PROBLEM REQUIREMENTS:
Your answer should be each line of the entries that contains the word "winning", copied in full.

*** Opening DATA FOR THIS EXERCISE ***

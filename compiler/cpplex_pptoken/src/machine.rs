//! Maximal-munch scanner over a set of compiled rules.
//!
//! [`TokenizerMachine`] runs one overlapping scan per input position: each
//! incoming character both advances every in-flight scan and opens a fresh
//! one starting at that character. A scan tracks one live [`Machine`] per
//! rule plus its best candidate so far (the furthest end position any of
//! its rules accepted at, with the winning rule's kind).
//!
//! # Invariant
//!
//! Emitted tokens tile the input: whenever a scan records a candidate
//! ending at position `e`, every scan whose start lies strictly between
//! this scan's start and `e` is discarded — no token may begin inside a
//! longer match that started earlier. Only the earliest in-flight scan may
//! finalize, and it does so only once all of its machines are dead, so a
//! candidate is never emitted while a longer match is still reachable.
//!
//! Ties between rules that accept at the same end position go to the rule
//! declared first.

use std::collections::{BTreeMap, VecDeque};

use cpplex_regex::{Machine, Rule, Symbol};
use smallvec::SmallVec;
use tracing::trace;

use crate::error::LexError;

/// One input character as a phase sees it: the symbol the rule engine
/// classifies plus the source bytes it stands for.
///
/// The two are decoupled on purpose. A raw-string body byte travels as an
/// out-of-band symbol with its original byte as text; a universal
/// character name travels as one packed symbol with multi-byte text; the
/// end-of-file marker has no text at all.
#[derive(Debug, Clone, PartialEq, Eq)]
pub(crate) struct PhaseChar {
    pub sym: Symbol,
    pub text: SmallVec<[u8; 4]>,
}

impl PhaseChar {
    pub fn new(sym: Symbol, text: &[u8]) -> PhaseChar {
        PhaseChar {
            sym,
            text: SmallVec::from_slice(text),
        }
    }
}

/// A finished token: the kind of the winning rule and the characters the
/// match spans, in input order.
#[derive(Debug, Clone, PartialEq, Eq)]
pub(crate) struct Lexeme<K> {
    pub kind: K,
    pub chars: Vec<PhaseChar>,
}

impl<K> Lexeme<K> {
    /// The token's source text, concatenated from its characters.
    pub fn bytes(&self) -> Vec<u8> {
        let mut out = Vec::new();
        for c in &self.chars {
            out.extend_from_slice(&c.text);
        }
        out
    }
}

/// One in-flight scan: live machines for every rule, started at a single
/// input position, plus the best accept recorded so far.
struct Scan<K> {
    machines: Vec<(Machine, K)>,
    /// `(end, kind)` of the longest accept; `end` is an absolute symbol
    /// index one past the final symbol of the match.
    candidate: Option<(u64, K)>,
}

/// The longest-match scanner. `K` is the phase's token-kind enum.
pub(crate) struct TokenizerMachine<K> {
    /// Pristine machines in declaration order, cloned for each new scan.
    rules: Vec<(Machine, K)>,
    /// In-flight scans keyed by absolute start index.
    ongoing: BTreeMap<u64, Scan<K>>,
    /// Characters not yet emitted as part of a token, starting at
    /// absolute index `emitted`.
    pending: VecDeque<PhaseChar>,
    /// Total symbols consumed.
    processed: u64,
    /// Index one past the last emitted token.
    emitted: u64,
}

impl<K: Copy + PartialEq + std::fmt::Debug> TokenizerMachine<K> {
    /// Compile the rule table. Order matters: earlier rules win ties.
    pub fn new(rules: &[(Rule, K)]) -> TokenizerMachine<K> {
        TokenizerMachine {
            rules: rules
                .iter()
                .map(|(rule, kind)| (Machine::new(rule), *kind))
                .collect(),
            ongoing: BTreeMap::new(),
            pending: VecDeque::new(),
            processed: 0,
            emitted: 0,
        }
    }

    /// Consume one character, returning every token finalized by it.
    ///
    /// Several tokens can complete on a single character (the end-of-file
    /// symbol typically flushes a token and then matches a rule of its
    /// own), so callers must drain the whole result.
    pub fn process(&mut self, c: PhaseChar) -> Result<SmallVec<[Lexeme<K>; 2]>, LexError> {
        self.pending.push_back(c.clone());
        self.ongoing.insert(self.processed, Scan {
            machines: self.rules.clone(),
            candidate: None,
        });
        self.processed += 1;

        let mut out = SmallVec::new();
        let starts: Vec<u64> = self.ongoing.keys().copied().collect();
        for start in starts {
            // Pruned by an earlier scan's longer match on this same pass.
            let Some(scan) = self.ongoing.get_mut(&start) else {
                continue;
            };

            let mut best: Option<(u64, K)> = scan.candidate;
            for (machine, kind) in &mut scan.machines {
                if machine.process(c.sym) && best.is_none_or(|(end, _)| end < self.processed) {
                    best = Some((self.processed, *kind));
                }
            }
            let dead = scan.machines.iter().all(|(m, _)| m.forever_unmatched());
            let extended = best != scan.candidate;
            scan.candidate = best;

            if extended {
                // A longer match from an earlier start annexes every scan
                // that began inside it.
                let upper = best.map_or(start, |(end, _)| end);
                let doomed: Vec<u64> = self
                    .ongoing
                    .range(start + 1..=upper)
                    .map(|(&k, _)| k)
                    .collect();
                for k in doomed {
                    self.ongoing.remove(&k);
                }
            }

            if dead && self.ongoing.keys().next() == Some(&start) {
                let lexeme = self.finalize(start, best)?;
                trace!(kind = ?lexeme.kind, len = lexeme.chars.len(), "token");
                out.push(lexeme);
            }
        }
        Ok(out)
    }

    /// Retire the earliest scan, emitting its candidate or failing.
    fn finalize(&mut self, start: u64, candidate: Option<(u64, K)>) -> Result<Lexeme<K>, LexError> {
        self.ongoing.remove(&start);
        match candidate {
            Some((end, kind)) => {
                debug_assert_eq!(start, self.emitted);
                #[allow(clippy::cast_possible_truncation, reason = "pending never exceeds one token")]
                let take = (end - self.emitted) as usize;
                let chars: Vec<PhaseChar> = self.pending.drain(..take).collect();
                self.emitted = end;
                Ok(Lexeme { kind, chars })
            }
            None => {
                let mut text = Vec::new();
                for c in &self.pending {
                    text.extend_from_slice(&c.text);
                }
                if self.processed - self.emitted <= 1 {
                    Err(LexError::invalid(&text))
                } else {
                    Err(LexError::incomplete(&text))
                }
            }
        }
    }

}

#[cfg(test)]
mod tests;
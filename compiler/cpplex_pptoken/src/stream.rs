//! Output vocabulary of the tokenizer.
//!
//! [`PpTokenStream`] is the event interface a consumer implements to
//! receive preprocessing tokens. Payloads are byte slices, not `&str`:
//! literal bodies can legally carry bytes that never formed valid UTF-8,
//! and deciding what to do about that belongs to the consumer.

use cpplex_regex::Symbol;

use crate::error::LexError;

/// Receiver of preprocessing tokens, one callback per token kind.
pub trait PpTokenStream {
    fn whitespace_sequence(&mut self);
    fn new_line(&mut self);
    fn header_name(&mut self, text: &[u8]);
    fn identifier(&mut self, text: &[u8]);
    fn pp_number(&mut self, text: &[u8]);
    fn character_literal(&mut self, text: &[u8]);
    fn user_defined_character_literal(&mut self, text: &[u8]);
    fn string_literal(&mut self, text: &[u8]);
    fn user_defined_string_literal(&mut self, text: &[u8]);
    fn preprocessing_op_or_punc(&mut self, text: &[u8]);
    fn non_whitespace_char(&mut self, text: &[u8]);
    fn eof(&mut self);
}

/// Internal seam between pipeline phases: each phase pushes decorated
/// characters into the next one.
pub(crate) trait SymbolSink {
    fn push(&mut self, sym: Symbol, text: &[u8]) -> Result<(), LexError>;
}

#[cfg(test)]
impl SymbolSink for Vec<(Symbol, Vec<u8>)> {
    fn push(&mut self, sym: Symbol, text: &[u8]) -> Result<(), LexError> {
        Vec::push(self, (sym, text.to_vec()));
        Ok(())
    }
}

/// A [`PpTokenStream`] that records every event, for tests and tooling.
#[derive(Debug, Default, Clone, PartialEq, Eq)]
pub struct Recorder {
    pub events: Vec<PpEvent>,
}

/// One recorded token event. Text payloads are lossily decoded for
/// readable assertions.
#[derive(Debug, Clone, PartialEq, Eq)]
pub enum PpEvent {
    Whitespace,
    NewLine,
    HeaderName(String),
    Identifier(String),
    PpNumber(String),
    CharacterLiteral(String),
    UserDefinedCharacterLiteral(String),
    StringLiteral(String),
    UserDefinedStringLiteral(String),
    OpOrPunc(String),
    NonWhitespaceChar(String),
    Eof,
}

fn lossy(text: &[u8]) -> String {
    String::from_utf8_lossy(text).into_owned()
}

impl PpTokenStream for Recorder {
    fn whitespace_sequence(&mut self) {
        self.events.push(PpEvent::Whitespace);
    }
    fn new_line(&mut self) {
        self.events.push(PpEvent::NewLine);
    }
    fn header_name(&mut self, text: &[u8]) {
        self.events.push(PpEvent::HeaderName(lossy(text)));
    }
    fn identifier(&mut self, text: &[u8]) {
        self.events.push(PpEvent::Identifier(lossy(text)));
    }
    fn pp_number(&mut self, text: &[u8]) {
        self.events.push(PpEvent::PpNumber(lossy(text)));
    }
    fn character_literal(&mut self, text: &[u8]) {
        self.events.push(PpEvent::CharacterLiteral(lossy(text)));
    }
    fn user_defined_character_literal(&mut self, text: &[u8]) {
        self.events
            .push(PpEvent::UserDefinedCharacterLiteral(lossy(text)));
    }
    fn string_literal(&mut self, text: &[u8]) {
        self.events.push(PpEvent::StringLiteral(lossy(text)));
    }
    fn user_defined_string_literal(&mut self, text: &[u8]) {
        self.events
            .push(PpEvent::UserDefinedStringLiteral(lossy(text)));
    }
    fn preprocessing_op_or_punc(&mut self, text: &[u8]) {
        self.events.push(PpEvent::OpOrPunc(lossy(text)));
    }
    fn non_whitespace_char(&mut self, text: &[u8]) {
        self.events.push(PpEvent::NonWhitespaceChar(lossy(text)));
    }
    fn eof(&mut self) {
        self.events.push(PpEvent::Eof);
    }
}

*** Closing DATA FOR THIS EXERCISE ***

REPLY TO THE TASK:
//! its rules accepted at, with the winning rule's kind).
/// A finished token: the kind of the winning rule and the characters the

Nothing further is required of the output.